It works so well that we take a lot of it for granted. Look around you, do you
know of any big company that came along, offered something with such seemingly
good intentions that their offering made the competition look like crooks? I'm
sure we could come up with a few examples. Off the top of my head:

\- I'm reminded of the days when hotmail would delete my emails without my
consent, because I was going beyond the 2mb they were giving me. While they
were trying to get me to pay for 200mb, gmail appeared out of nowhere with a
red cape and saved me with a free 1Gig that quickly turned into 2Gigs. How
could I not look at Google like a superhero and at Microsoft like the villain?

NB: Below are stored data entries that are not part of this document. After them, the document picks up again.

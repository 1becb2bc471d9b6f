use crate::models::{EvaluationResult, Word};

/// In-memory practice session over the word list
#[derive(Debug, Clone, Default)]
pub struct PracticeState {
    words: Vec<Word>,
    current_index: usize,
    last_result: Option<EvaluationResult>,
}

impl PracticeState {
    pub fn new(words: Vec<Word>) -> Self {
        Self {
            words,
            current_index: 0,
            last_result: None,
        }
    }

    pub fn words(&self) -> &[Word] {
        &self.words
    }

    pub fn current_index(&self) -> usize {
        self.current_index
    }

    /// The card being practiced, if there are any cards
    pub fn current_word(&self) -> Option<&Word> {
        self.words.get(self.current_index)
    }

    pub fn last_result(&self) -> Option<&EvaluationResult> {
        self.last_result.as_ref()
    }

    /// Move to the next card, wrapping around
    pub fn next_word(&mut self) {
        self.last_result = None;
        if self.words.is_empty() {
            return;
        }
        self.current_index = (self.current_index + 1) % self.words.len();
    }

    /// Jump to a card by index
    pub fn select(&mut self, index: usize) -> bool {
        if index < self.words.len() {
            self.current_index = index;
            self.last_result = None;
            true
        } else {
            false
        }
    }

    /// Find a card by id or by case-insensitive text
    pub fn find(&self, needle: &str) -> Option<usize> {
        let needle = needle.trim();
        self.words
            .iter()
            .position(|w| w.id == needle || w.text.eq_ignore_ascii_case(needle))
    }

    /// Append a card and make it current
    pub fn add_word(&mut self, word: Word) {
        self.words.push(word);
        self.current_index = self.words.len() - 1;
        self.last_result = None;
    }

    /// Store a graded attempt against the current card
    pub fn record_evaluation(&mut self, result: EvaluationResult, now_ms: i64) {
        if let Some(word) = self.words.get_mut(self.current_index) {
            word.mastery_level = result.score.min(100);
            word.last_practiced = Some(now_ms);
        }
        self.last_result = Some(result);
    }
}

#[cfg(test)]
mod tests {
    use super::*;
    use crate::models::default_words;

    fn result(score: u8) -> EvaluationResult {
        EvaluationResult {
            score,
            feedback: "不错".to_string(),
            suggestion: "stress the first syllable".to_string(),
            encouragement: "加油!".to_string(),
        }
    }

    #[test]
    fn test_next_word_wraps() {
        let mut state = PracticeState::new(default_words());
        for _ in 0..4 {
            state.next_word();
        }
        assert_eq!(state.current_word().unwrap().text, "Adventure");
        state.next_word();
        assert_eq!(state.current_index(), 0);
    }

    #[test]
    fn test_empty_list() {
        let mut state = PracticeState::new(Vec::new());
        state.next_word();
        assert!(state.current_word().is_none());
        state.record_evaluation(result(50), 1);
        assert_eq!(state.last_result().unwrap().score, 50);
    }

    #[test]
    fn test_record_evaluation_updates_current() {
        let mut state = PracticeState::new(default_words());
        state.next_word();
        state.record_evaluation(result(88), 1_234);

        let word = state.current_word().unwrap();
        assert_eq!(word.text, "Library");
        assert_eq!(word.mastery_level, 88);
        assert_eq!(word.last_practiced, Some(1_234));
        assert!(state.last_result().unwrap().is_good());
        assert_eq!(state.words()[0].mastery_level, 0);

        state.next_word();
        assert!(state.last_result().is_none());
    }

    #[test]
    fn test_add_word_jumps_to_it() {
        let mut state = PracticeState::new(default_words());
        let mut word = default_words().remove(0);
        word.id = "galaxy".to_string();
        word.text = "Galaxy".to_string();
        state.add_word(word);
        assert_eq!(state.current_index(), 5);
        assert_eq!(state.current_word().unwrap().text, "Galaxy");
    }

    #[test]
    fn test_find() {
        let state = PracticeState::new(default_words());
        assert_eq!(state.find("library"), Some(1));
        assert_eq!(state.find("4"), Some(3));
        assert_eq!(state.find("zebra"), None);
    }
}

\- Similarly, while I visited France a few years ago, I saw that they had this
system called the Freebox (<http://en.wikipedia.org/wiki/Free_(ISP)>,
<http://en.wikipedia.org/wiki/Freebox>), that literally revolutionized telecom
in a country otherwise very conservative when it comes to technology. Free's
offering was so compelling that it created a real disturbance that
dramatically affected market pricing (tv, telephone, internet). Even now, in
North America we have to look hard to find equivalent pricing and I'm not even
sure we can come close. At the time it started the Freebox, Free came like a
liberator and in the process racked up subscribers and made billions.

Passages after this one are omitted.